▶ _DATA IN THIS EXERCISE_:

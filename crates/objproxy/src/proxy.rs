// SPDX-FileCopyrightText: 2025 Caspar Water Company
//
// SPDX-License-Identifier: Apache-2.0

//! Random-access view on one object in a generation-versioned bucket
//!
//! Reads are served from local edits and a lazily fetched copy of the
//! tracked generation. Writes and truncations are buffered locally until
//! [`ProxyObject::sync`] creates a new generation.
//!
//! Every method holds the object's lock for its whole duration, including
//! any fetch or upload, so operations on one object are linearizable.
//! Separate objects share nothing.

use crate::base::BaseCache;
use crate::bucket::Bucket;
use crate::error::{Error, Result};
use crate::generation::{Generation, GenerationTracker, ObjectRecord, Observation};
use crate::overlay::DirtyOverlay;
use bytes::Bytes;
use diagnostics::*;
use std::sync::Arc;
use tokio::sync::Mutex;

/// Largest object a proxy will address (5 TiB).
pub const MAX_OBJECT_SIZE: u64 = 5 << 40;

struct ProxyState {
    tracker: GenerationTracker,
    base: BaseCache,
    overlay: DirtyOverlay,
}

pub struct ProxyObject {
    bucket: Arc<dyn Bucket>,
    name: String,
    state: Mutex<ProxyState>,
}

impl ProxyObject {
    /// Create a view on the object `name`.
    ///
    /// The remote object is assumed not to exist, so the content starts
    /// empty; use [`note_latest`](Self::note_latest) to change that. Does not
    /// touch the network.
    pub fn new<N: Into<String>>(bucket: Arc<dyn Bucket>, name: N) -> Result<Self> {
        let name = name.into();
        if name.is_empty() {
            return Err(Error::InvalidName(name));
        }
        Ok(Self {
            bucket,
            state: Mutex::new(ProxyState {
                tracker: GenerationTracker::new(name.clone()),
                base: BaseCache::new(),
                overlay: DirtyOverlay::new(),
            }),
            name,
        })
    }

    #[must_use]
    pub fn name(&self) -> &str {
        &self.name
    }

    /// The generation our view is based on, if any.
    pub async fn generation(&self) -> Option<Generation> {
        self.state.lock().await.tracker.generation()
    }

    /// Whether there are local changes not yet synced.
    pub async fn is_dirty(&self) -> bool {
        self.state.lock().await.overlay.is_dirty()
    }

    /// Inform the proxy of the most recently observed generation.
    ///
    /// A record no newer than the tracked generation is ignored. A newer one
    /// becomes the definitive source of content: the cached base is dropped
    /// and any local modifications are discarded.
    pub async fn note_latest(&self, record: ObjectRecord) -> Result<()> {
        let mut state = self.state.lock().await;
        let ProxyState {
            tracker,
            base,
            overlay,
        } = &mut *state;

        let name = self.name.as_str();
        let generation = record.generation.value();
        let size = record.size;
        match tracker.observe(record)? {
            Observation::Ignored => {
                debug!("Ignoring stale generation {generation} of {name}", generation: generation, name: name);
            }
            Observation::Accepted => {
                if overlay.is_dirty() {
                    let discarded = overlay.dirty_bytes();
                    info!(
                        "Generation {generation} of {name} replaces local edits ({discarded} dirty bytes discarded)",
                        generation: generation,
                        name: name,
                        discarded: discarded
                    );
                }
                base.invalidate();
                overlay.reset(size);
                debug!(
                    "Now tracking {name} generation {generation} ({size} bytes)",
                    name: name,
                    generation: generation,
                    size: size
                );
            }
        }
        Ok(())
    }

    /// Current size in bytes of our view of the content.
    pub async fn size(&self) -> u64 {
        self.state.lock().await.overlay.size()
    }

    /// Random-access read into `buf`.
    ///
    /// Returns fewer bytes than `buf.len()` when the read runs past the end
    /// of the content, and 0 at or beyond it. Fetches the tracked
    /// generation only if the range needs bytes no local edit covers.
    pub async fn read_at(&self, buf: &mut [u8], offset: u64) -> Result<usize> {
        let mut state = self.state.lock().await;
        let ProxyState {
            tracker,
            base,
            overlay,
        } = &mut *state;

        let content = if overlay.needs_base(offset, buf.len() as u64) {
            base.ensure_loaded(self.bucket.as_ref(), tracker.latest())
                .await?
        } else {
            Bytes::new()
        };
        Ok(overlay.read(offset, buf, &content))
    }

    /// Random-access write of all of `buf` at `offset`.
    ///
    /// Grows the content as needed. Buffered locally; not reflected
    /// remotely until a successful [`sync`](Self::sync).
    pub async fn write_at(&self, buf: &[u8], offset: u64) -> Result<usize> {
        let length = buf.len() as u64;
        match offset.checked_add(length) {
            Some(end) if end <= MAX_OBJECT_SIZE => {}
            _ => return Err(Error::InvalidRange { offset, length }),
        }

        let mut state = self.state.lock().await;
        state.overlay.write(offset, buf);
        Ok(buf.len())
    }

    /// Truncate our view to `n` bytes, extending with zeros if `n` is
    /// greater than the current size.
    pub async fn truncate(&self, n: u64) -> Result<()> {
        if n > MAX_OBJECT_SIZE {
            return Err(Error::InvalidLength(n));
        }
        self.state.lock().await.overlay.truncate(n);
        Ok(())
    }

    /// Make the remote object reflect the local view, returning the record
    /// of the generation that does.
    ///
    /// Clobbers whatever generation exists remotely. On failure nothing
    /// changes locally and the call may be retried.
    pub async fn sync(&self) -> Result<ObjectRecord> {
        let mut state = self.state.lock().await;
        let ProxyState {
            tracker,
            base,
            overlay,
        } = &mut *state;

        let base_content = if overlay.needs_base(0, overlay.size()) {
            base.ensure_loaded(self.bucket.as_ref(), tracker.latest())
                .await?
        } else {
            Bytes::new()
        };
        let content = Bytes::from(overlay.materialize(&base_content)?);

        let name = self.name.as_str();
        let bucket = self.bucket.bucket_name();
        let size = content.len();
        let record = match self.bucket.create_generation(name, content.clone()).await {
            Ok(record) => record,
            Err(e) => {
                let err = e.to_string();
                error!("Sync of {bucket}/{name} failed: {err}", bucket: bucket, name: name, err: err.as_str());
                return Err(e);
            }
        };

        let generation = record.generation.value();
        info!(
            "Synced {bucket}/{name} as generation {generation} ({size} bytes)",
            bucket: bucket,
            name: name,
            generation: generation,
            size: size
        );

        tracker.adopt(record.clone());
        base.set(content);
        overlay.reset(record.size);
        Ok(record)
    }
}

▶ _WHAT THIS TASK INVOLVES_: What is needed is an exact transcription of every record above.

▶ _ANSWER SPACE_:
filename crates/objproxy/src/proxy.rs
// SPDX-FileCopyrightText: 2025 Caspar Water Company
//
// SPDX-License-Identifier: Apache-2.0

//! Random-access view on one object in a generation-versioned bucket
//!
//! Reads are served from local edits and a lazily fetched copy of the
//! tracked generation. Writes and truncations are buffered locally until
//! [`ProxyObject::sync`] creates a new generation.
//!
//! Every method holds the object's lock for its whole duration, including
//! any fetch or upload, so operations on one object are linearizable.
//! Separate objects share nothing.

use crate::base::BaseCache;
use crate::bucket::Bucket;
use crate::error::{Error, Result};
use crate::generation::{Generation, GenerationTracker, ObjectRecord, Observation};
use crate::overlay::DirtyOverlay;
use bytes::Bytes;
use diagnostics::*;
use std::sync::Arc;
use tokio::sync::Mutex;

/// Largest object a proxy will address (5 TiB).
pub const MAX_OBJECT_SIZE: u64 = 5 << 40;

struct ProxyState {
    tracker: GenerationTracker,
    base: BaseCache,
    overlay: DirtyOverlay,
}

pub struct ProxyObject {
    bucket: Arc<dyn Bucket>,
    name: String,
    state: Mutex<ProxyState>,
}

impl ProxyObject {
    /// Create a view on the object `name`.
    ///
    /// The remote object is assumed not to exist, so the content starts
    /// empty; use [`note_latest`](Self::note_latest) to change that. Does not
    /// touch the network.
    pub fn new<N: Into<String>>(bucket: Arc<dyn Bucket>, name: N) -> Result<Self> {
        let name = name.into();
        if name.is_empty() {
            return Err(Error::InvalidName(name));
        }
        Ok(Self {
            bucket,
            state: Mutex::new(ProxyState {
                tracker: GenerationTracker::new(name.clone()),
                base: BaseCache::new(),
                overlay: DirtyOverlay::new(),
            }),
            name,
        })
    }

    #[must_use]
    pub fn name(&self) -> &str {
        &self.name
    }

    /// The generation our view is based on, if any.
    pub async fn generation(&self) -> Option<Generation> {
        self.state.lock().await.tracker.generation()
    }

    /// Whether there are local changes not yet synced.
    pub async fn is_dirty(&self) -> bool {
        self.state.lock().await.overlay.is_dirty()
    }

    /// Inform the proxy of the most recently observed generation.
    ///
    /// A record no newer than the tracked generation is ignored. A newer one
    /// becomes the definitive source of content: the cached base is dropped
    /// and any local modifications are discarded.
    pub async fn note_latest(&self, record: ObjectRecord) -> Result<()> {
        let mut state = self.state.lock().await;
        let ProxyState {
            tracker,
            base,
            overlay,
        } = &mut *state;

        let name = self.name.as_str();
        let generation = record.generation.value();
        let size = record.size;
        match tracker.observe(record)? {
            Observation::Ignored => {
                debug!("Ignoring stale generation {generation} of {name}", generation: generation, name: name);
            }
            Observation::Accepted => {
                if overlay.is_dirty() {
                    let discarded = overlay.dirty_bytes();
                    info!(
                        "Generation {generation} of {name} replaces local edits ({discarded} dirty bytes discarded)",
                        generation: generation,
                        name: name,
                        discarded: discarded
                    );
                }
                base.invalidate();
                overlay.reset(size);
                debug!(
                    "Now tracking {name} generation {generation} ({size} bytes)",
                    name: name,
                    generation: generation,
                    size: size
                );
            }
        }
        Ok(())
    }

    /// Current size in bytes of our view of the content.
    pub async fn size(&self) -> u64 {
        self.state.lock().await.overlay.size()
    }

    /// Random-access read into `buf`.
    ///
    /// Returns fewer bytes than `buf.len()` when the read runs past the end
    /// of the content, and 0 at or beyond it. Fetches the tracked
    /// generation only if the range needs bytes no local edit covers.
    pub async fn read_at(&self, buf: &mut [u8], offset: u64) -> Result<usize> {
        let mut state = self.state.lock().await;
        let ProxyState {
            tracker,
            base,
            overlay,
        } = &mut *state;

        let content = if overlay.needs_base(offset, buf.len() as u64) {
            base.ensure_loaded(self.bucket.as_ref(), tracker.latest())
                .await?
        } else {
            Bytes::new()
        };
        Ok(overlay.read(offset, buf, &content))
    }

    /// Random-access write of all of `buf` at `offset`.
    ///
    /// Grows the content as needed. Buffered locally; not reflected
    /// remotely until a successful [`sync`](Self::sync).
    pub async fn write_at(&self, buf: &[u8], offset: u64) -> Result<usize> {
        let length = buf.len() as u64;
        match offset.checked_add(length) {
            Some(end) if end <= MAX_OBJECT_SIZE => {}
            _ => return Err(Error::InvalidRange { offset, length }),
        }

        let mut state = self.state.lock().await;
        state.overlay.write(offset, buf);
        Ok(buf.len())
    }

    /// Truncate our view to `n` bytes, extending with zeros if `n` is
    /// greater than the current size.
    pub async fn truncate(&self, n: u64) -> Result<()> {
        if n > MAX_OBJECT_SIZE {
            return Err(Error::InvalidLength(n));
        }
        self.state.lock().await.overlay.truncate(n);
        Ok(())
    }

    /// Make the remote object reflect the local view, returning the record
    /// of the generation that does.
    ///
    /// Clobbers whatever generation exists remotely. On failure nothing
    /// changes locally and the call may be retried.
    pub async fn sync(&self) -> Result<ObjectRecord> {
        let mut state = self.state.lock().await;
        let ProxyState {
            tracker,
            base,
            overlay,
        } = &mut *state;

        let base_content = if overlay.needs_base(0, overlay.size()) {
            base.ensure_loaded(self.bucket.as_ref(), tracker.latest())
                .await?
        } else {
            Bytes::new()
        };
        let content = Bytes::from(overlay.materialize(&base_content)?);

        let name = self.name.as_str();
        let bucket = self.bucket.bucket_name();
        let size = content.len();
        let record = match self.bucket.create_generation(name, content.clone()).await {
            Ok(record) => record,
            Err(e) => {
                let err = e.to_string();
                error!("Sync of {bucket}/{name} failed: {err}", bucket: bucket, name: name, err: err.as_str());
                return Err(e);
            }
        };

        let generation = record.generation.value();
        info!(
            "Synced {bucket}/{name} as generation {generation} ({size} bytes)",
            bucket: bucket,
            name: name,
            generation: generation,
            size: size
        );

        tracker.adopt(record.clone());
        base.set(content);
        overlay.reset(record.size);
        Ok(record)
    }
}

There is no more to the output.